“ET phone home.” That famous movie phrase comes to mind every time I come to face-to-face with a longspine porcupinefish, also known as the balloonfish. Its large head and big eyes give it an alienlike appearance. The longspine porcupinefish is also a fish full of personality. In fact, it has more charm than a lot of the people I have met during my travels through life! But this ocean-bound ET is not suitable for everyone.
Difficulty: The longspine porcupinefish can be an easy fish to keep once you convince it to eat aquarium fare. Most individuals, in time, will greedily accept chopped seafood, frozen krill and frozen preparations for marine carnivores. If you feed the longspine porcupinefish a varied diet, at least once a day, it will stay happy and healthy and could live more than a decade in your aquarium.
Physical description: The longspine porcupinefish has a bulbous head and a short tail. The body is covered with sharp spines that lay backwards until it inflates with water. The longspine porcupinefish inflates in this manner when threatened by predators. (On occasion, you may see this fish inflate for no apparent reason as if practicing for those times when inflating might save its life!)

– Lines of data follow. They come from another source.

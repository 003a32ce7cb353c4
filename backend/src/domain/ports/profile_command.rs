//! Driving port for the signed-in user's profile.

use async_trait::async_trait;

use crate::domain::{CurrentUser, Error, ProfilePatch, UserId, UserProfile};

/// Raw avatar upload as received by an inbound adapter.
#[derive(Debug, Clone, PartialEq, Eq)]
pub struct AvatarFile {
    /// Client file name.
    pub file_name: String,
    /// Declared MIME type.
    pub content_type: String,
    /// File contents.
    pub bytes: Vec<u8>,
}

/// Profile use-cases.
#[cfg_attr(test, mockall::automock)]
#[async_trait]
pub trait ProfileCommand: Send + Sync {
    /// Fetch the profile, creating defaults on first access.
    async fn get_or_create(&self, user: &CurrentUser) -> Result<UserProfile, Error>;

    /// Apply edits and return the stored profile.
    async fn update(&self, user: &UserId, patch: ProfilePatch) -> Result<UserProfile, Error>;

    /// Store an avatar and return its public URL.
    async fn upload_avatar(&self, user: &UserId, file: AvatarFile) -> Result<String, Error>;
}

Diodon holocanthus has large spots scattered about its light brown body and darker saddles. The longspine porcupinefish reaches a length of about 15 inches. Its larger cousin D. hystrix (known simply as the porcupinefish) reaches a massive 28 inches in length. It is a more elongate Diodon sp. that has numerous small spots (much smaller than the size of the eye) all over its body and tail.
Range: The longspine porcupinefish has a circumglobal distribution. It is found at depths from a couple of feet to 330 feet. While porcupinefish can be seen on coral reefs, they are more abundant in adjacent habitats, such as open sand plains, around pier pilings or on rubble slopes. During the day they are quiescent, but at night they come out to wreak havoc on the nocturnal invertebrate community. Diodon holocanthus uses its fused teeth (which form a beaklike dental plate) to crush the shells of snails, bivalves and hermit crabs. Even the spine-studded tests of sea urchins does not dissuade hungry porcupinefish (urchins are its favorite food)!
Compatibility: Longspine porcupinefish rarely cause problems in a community aquarium with large fish. You should never keep the longspine porcupinefish with sedentary ambush predators (e.g., bamboo sharks, wobbegongs, frogfish, scorpionfish, etc.), as they may decide that these fish are good to chew on. Diodon holocanthus also eats seahorses and pipefish like hard candy and may occasionally nip the fins of species with long, flowing fins (e.g., batfish). Otherwise, they rarely mess with their fish neighbors.
There are only a few fish that could cause problems for your longspine porcupinefish. One of these is the longfin bannerfish (Heniochus acuminatus). Adults have been known to persistently pick at porcupinefish and pufferfish causing tissue damage and eventual death. Groupers may also try to eat small juveniles — there’s been more than one case of a frogfish or a grouper having had an inflated Diodon lodged in its mouth or gullet! While it can be kept with live corals, say goodbye to snails (including cowries), ornamental crustaceans and echinoderms (i.e., sea stars and urchins).
Aquarium conditions: The aquarium of the longspine porcupinefish should be large — a 75-gallon aquarium or larger is best. Make sure to provide your longspine porcupinefish with some good hiding places, although they spend little time under cover once they acclimate. Instead, they regularly have their snouts plastered against the glass looking for their food providers.
If you have an acrylic aquarium, be aware that some longspine porcupinefish have been known to bite and cause scratches on the acrylic with their hard beaklike teeth. For a fish with teeth that can crush sea urchins and mollusk shells, scratching plastic is not that great a feat. Acceptable water parameters for the longspine porcupinefish are a pH of 8.1 to 8.4, specific gravity of 1.019 to 1.025 and a water temperature of 74 to 82 degrees Fahrenheit.
Care considerations: One thing to keep in mind is that longspine porcupinefish are very prone to diseases, often breaking out with Cryptocaryon at the drop of a hat. Apparently, the longspine porcupinefish can even harbor the cysts of this parasite, in a dormant state, in their internal organs. But if you drop the specific gravity for several weeks (to around 1.012), they should recover. One thing you should never do is to encourage your longspine porcupinefish to inflate. This causes the fish stress, and if it should ingest air it may have a difficult time belching it out. Hopefully, the longspine porcupinefish will work it all, but there’s nothing the hobbyist can do in such circumstances.
Breeding: The longspine porcupinefish is not likely to spawn in the home aquarium. Reproduction in this species is quite violent, with males biting females during spawning.